Exercise
Your answer should reproduce every line of the material in which the word "kept" occurs.

Records shown
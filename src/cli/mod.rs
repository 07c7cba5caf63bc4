use anyhow::{Context, Result, bail};
use clap::{Parser, Subcommand};

use crate::application::LedgerService;
use crate::domain::{
    Cents, Transaction, TransactionDraft, TransactionFilter, TransactionId, TransactionType,
    format_cents, format_currency, parse_cents,
};

/// Pocketbook - Income & Expense Ledger
#[derive(Parser)]
#[command(name = "pocketbook")]
#[command(about = "A local-first ledger for recording income and expenses")]
#[command(version)]
pub struct Cli {
    /// Database file path
    #[arg(short, long, default_value = "pocketbook.db", global = true)]
    pub database: String,

    /// Currency symbol used when displaying amounts
    #[arg(short, long, default_value = "₹", global = true)]
    pub currency: String,

    /// Enable verbose output
    #[arg(short, long, global = true)]
    pub verbose: bool,

    #[command(subcommand)]
    pub command: Commands,
}

#[derive(Subcommand)]
pub enum Commands {
    /// Initialize a new database
    Init,

    /// Record a new income or expense entry
    Add {
        /// What the entry is for
        description: String,

        /// Amount (e.g., "50.00" or "50")
        #[arg(allow_hyphen_values = true)]
        amount: String,

        /// Entry type: income, expense
        #[arg(short = 't', long = "type", default_value = "income")]
        transaction_type: String,
    },

    /// Edit an existing entry (omitted fields keep their value)
    Edit {
        /// Entry ID
        id: TransactionId,

        /// New description
        #[arg(long)]
        description: Option<String>,

        /// New amount
        #[arg(short, long, allow_hyphen_values = true)]
        amount: Option<String>,

        /// New type: income, expense
        #[arg(short = 't', long = "type")]
        transaction_type: Option<String>,
    },

    /// Delete an entry
    Delete {
        /// Entry ID
        id: TransactionId,
    },

    /// List entries
    List {
        /// Filter: all, income, expense
        #[arg(short, long, default_value = "all")]
        filter: String,
    },

    /// Show detailed entry information
    Show {
        /// Entry ID
        id: TransactionId,
    },

    /// Show total income, total expenses and net balance
    Summary {
        /// Output format: table, json, csv
        #[arg(long, default_value = "table")]
        format: String,
    },

    /// Export entries to JSON or CSV
    Export {
        /// Format: json, csv
        format: String,

        /// Output file (stdout if omitted)
        #[arg(short, long)]
        output: Option<String>,
    },

    /// Import entries from JSON or CSV
    Import {
        /// Format: json, csv
        format: String,

        /// Input file (stdin if omitted)
        #[arg(short, long)]
        input: Option<String>,

        /// Preview without importing
        #[arg(long)]
        dry_run: bool,

        /// Skip entries identical to existing ones
        #[arg(long)]
        skip_duplicates: bool,

        /// Replace the whole ledger with the imported entries (JSON only)
        #[arg(long)]
        replace: bool,
    },

    /// Remove every entry
    Reset {
        /// Confirm removal of all entries
        #[arg(long)]
        yes: bool,
    },
}

impl Cli {
    pub async fn run(self) -> Result<()> {
        let database = self.database;
        let symbol = self.currency.as_str();

        match self.command {
            Commands::Init => {
                LedgerService::init(&database).await?;
                println!("Database initialized: {}", database);
            }

            Commands::Add {
                description,
                amount,
                transaction_type,
            } => {
                let draft = TransactionDraft::new(
                    description,
                    parse_amount(&amount)?,
                    parse_type(&transaction_type)?,
                );
                let mut service = open_service(&database).await?;
                let transaction = service.submit(None, draft).await?;
                println!(
                    "Recorded {}: {} {} ({})",
                    transaction.transaction_type,
                    transaction.description,
                    format_currency(transaction.amount_cents, symbol),
                    transaction.id
                );
                print_totals(&service, symbol);
            }

            Commands::Edit {
                id,
                description,
                amount,
                transaction_type,
            } => {
                let mut service = open_service(&database).await?;
                let draft = apply_edit(
                    service.get_transaction(id)?.to_draft(),
                    description,
                    amount.as_deref(),
                    transaction_type.as_deref(),
                )?;

                let transaction = service.submit(Some(id), draft).await?;
                println!(
                    "Updated {}: {} {}",
                    transaction.id,
                    transaction.description,
                    format_currency(transaction.amount_cents, symbol)
                );
                print_totals(&service, symbol);
            }

            Commands::Delete { id } => {
                let mut service = open_service(&database).await?;
                match service.delete_transaction(id).await? {
                    Some(removed) => {
                        println!("Deleted {}: {}", removed.id, removed.description);
                        print_totals(&service, symbol);
                    }
                    None => println!("No entry with ID {}, nothing deleted.", id),
                }
            }

            Commands::List { filter } => {
                let filter = TransactionFilter::from_str(&filter).with_context(|| {
                    format!("Invalid filter '{}'. Use all, income or expense", filter)
                })?;
                let service = open_service(&database).await?;
                run_list_command(&service, filter, symbol);
            }

            Commands::Show { id } => {
                let service = open_service(&database).await?;
                let transaction = service.get_transaction(id)?;
                print_transaction_details(&transaction, symbol);
            }

            Commands::Summary { format } => {
                let service = open_service(&database).await?;
                run_summary_command(&service, &format, symbol)?;
            }

            Commands::Export { format, output } => {
                let service = open_service(&database).await?;
                run_export_command(&service, &format, output.as_deref())?;
            }

            Commands::Import {
                format,
                input,
                dry_run,
                skip_duplicates,
                replace,
            } => {
                use crate::io::ImportOptions;

                let options = ImportOptions {
                    dry_run,
                    skip_duplicates,
                    replace,
                };
                let mut service = open_service(&database).await?;
                run_import_command(&mut service, &format, input.as_deref(), options).await?;
            }

            Commands::Reset { yes } => {
                if !yes {
                    bail!("Refusing to remove every entry without --yes");
                }
                let mut service = open_service(&database).await?;
                let removed = service.clear().await?;
                println!("Removed {} entries.", removed);
            }
        }

        Ok(())
    }
}

/// Open the ledger, creating the database on first use. A missing database
/// is an empty ledger.
async fn open_service(database: &str) -> Result<LedgerService> {
    LedgerService::init(database)
        .await
        .with_context(|| format!("Cannot open '{}'", database))
}

/// Overlay the fields given to `edit` on the stored entry's draft.
/// Omitted fields keep their current value.
fn apply_edit(
    mut draft: TransactionDraft,
    description: Option<String>,
    amount: Option<&str>,
    transaction_type: Option<&str>,
) -> Result<TransactionDraft> {
    if let Some(description) = description {
        draft.description = description;
    }
    if let Some(amount) = amount {
        draft.amount_cents = parse_amount(amount)?;
    }
    if let Some(transaction_type) = transaction_type {
        draft.transaction_type = parse_type(transaction_type)?;
    }
    Ok(draft)
}

fn parse_amount(amount: &str) -> Result<Cents> {
    parse_cents(amount).with_context(|| format!("Invalid amount '{}'. Use '50.00' or '50'", amount))
}

fn parse_type(transaction_type: &str) -> Result<TransactionType> {
    TransactionType::from_str(transaction_type).with_context(|| {
        format!(
            "Invalid type '{}'. Use income or expense",
            transaction_type
        )
    })
}

fn print_totals(service: &LedgerService, symbol: &str) {
    let totals = service.totals();
    println!(
        "Income: {}  Expenses: {}  Net: {}",
        format_currency(totals.income, symbol),
        format_currency(totals.expense, symbol),
        format_currency(totals.net, symbol)
    );
}

fn run_list_command(service: &LedgerService, filter: TransactionFilter, symbol: &str) {
    let transactions = service.list_transactions(filter);

    if transactions.is_empty() {
        println!("No entries found for this filter.");
        return;
    }

    println!(
        "{:<6} {:<10} {:<8} {:<30} {:>15}",
        "ID", "DATE", "TYPE", "DESCRIPTION", "AMOUNT"
    );
    println!("{}", "-".repeat(73));
    for t in &transactions {
        println!(
            "{:<6} {:<10} {:<8} {:<30} {:>15}",
            t.id,
            t.date.format("%Y-%m-%d"),
            t.transaction_type,
            truncate(&t.description, 30),
            format!(
                "{}{}",
                t.transaction_type.sign(),
                format_currency(t.amount_cents, symbol)
            )
        );
    }
}

fn print_transaction_details(transaction: &Transaction, symbol: &str) {
    println!("Entry: {}", transaction.id);
    println!("  Description:  {}", transaction.description);
    println!("  Type:         {}", transaction.transaction_type);
    println!(
        "  Amount:       {}{}",
        transaction.transaction_type.sign(),
        format_currency(transaction.amount_cents, symbol)
    );
    println!(
        "  Date:         {}",
        transaction.date.format("%Y-%m-%d %H:%M:%S")
    );
}

fn run_summary_command(service: &LedgerService, format: &str, symbol: &str) -> Result<()> {
    let report = service.summary();

    match format {
        "json" => println!("{}", serde_json::to_string_pretty(&report)?),
        "csv" => {
            println!("type,amount,count");
            println!(
                "income,{},{}",
                format_cents(report.total_income),
                report.income_count
            );
            println!(
                "expense,{},{}",
                format_cents(report.total_expense),
                report.expense_count
            );
            println!(
                "net,{},{}",
                format_cents(report.net),
                report.transaction_count()
            );
        }
        "table" => {
            println!(
                "Total Income:   {:>15}  ({} entries)",
                format_currency(report.total_income, symbol),
                report.income_count
            );
            println!(
                "Total Expenses: {:>15}  ({} entries)",
                format_currency(report.total_expense, symbol),
                report.expense_count
            );
            println!("{}", "-".repeat(32));
            println!(
                "Net Balance:    {:>15}",
                format_currency(report.net, symbol)
            );
        }
        other => bail!("Unknown format '{}'. Use table, json or csv", other),
    }

    Ok(())
}

fn run_export_command(service: &LedgerService, format: &str, output: Option<&str>) -> Result<()> {
    use crate::io::Exporter;
    use std::fs::File;
    use std::io::{Write, stdout};

    let writer: Box<dyn Write> = match output {
        Some(path) => Box::new(
            File::create(path).with_context(|| format!("Failed to create '{}'", path))?,
        ),
        None => Box::new(stdout()),
    };

    let exporter = Exporter::new(service);
    let count = match format {
        "json" => exporter.export_json(writer)?,
        "csv" => exporter.export_csv(writer)?,
        other => bail!("Unknown export format '{}'. Use json or csv", other),
    };
    eprintln!("Exported {} entries", count);

    Ok(())
}

async fn run_import_command(
    service: &mut LedgerService,
    format: &str,
    input: Option<&str>,
    options: crate::io::ImportOptions,
) -> Result<()> {
    use crate::io::Importer;
    use std::fs::File;
    use std::io::{Read, stdin};

    let reader: Box<dyn Read> = match input {
        Some(path) => {
            Box::new(File::open(path).with_context(|| format!("Failed to open '{}'", path))?)
        }
        None => Box::new(stdin()),
    };

    let dry_run = options.dry_run;
    let mut importer = Importer::new(service);
    let result = match format {
        "json" => importer.import_json(reader, options).await?,
        "csv" if options.replace => bail!("--replace is only supported for JSON imports"),
        "csv" => importer.import_csv(reader, options).await?,
        other => bail!("Unknown import format '{}'. Use json or csv", other),
    };

    if dry_run {
        println!("Dry run, nothing written");
    } else {
        println!("Import complete");
    }
    println!("  Imported: {}", result.imported);
    println!("  Skipped:  {}", result.skipped);
    println!("  Errors:   {}", result.errors.len());

    if !result.errors.is_empty() {
        println!("\nErrors:");
        for error in result.errors.iter().take(10) {
            println!(
                "  Line {}{}: {}",
                error.line,
                error
                    .field
                    .as_ref()
                    .map(|f| format!(" ({})", f))
                    .unwrap_or_default(),
                error.error
            );
        }
        if result.errors.len() > 10 {
            println!("  ... and {} more errors", result.errors.len() - 10);
        }
    }

    Ok(())
}

fn truncate(s: &str, max: usize) -> String {
    if s.chars().count() <= max {
        s.to_string()
    } else {
        let kept: String = s.chars().take(max - 3).collect();
        format!("{}...", kept)
    }
}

Exercise output
        let kept: String = s.chars().take(max - 3).collect();
        format!("{}...", kept)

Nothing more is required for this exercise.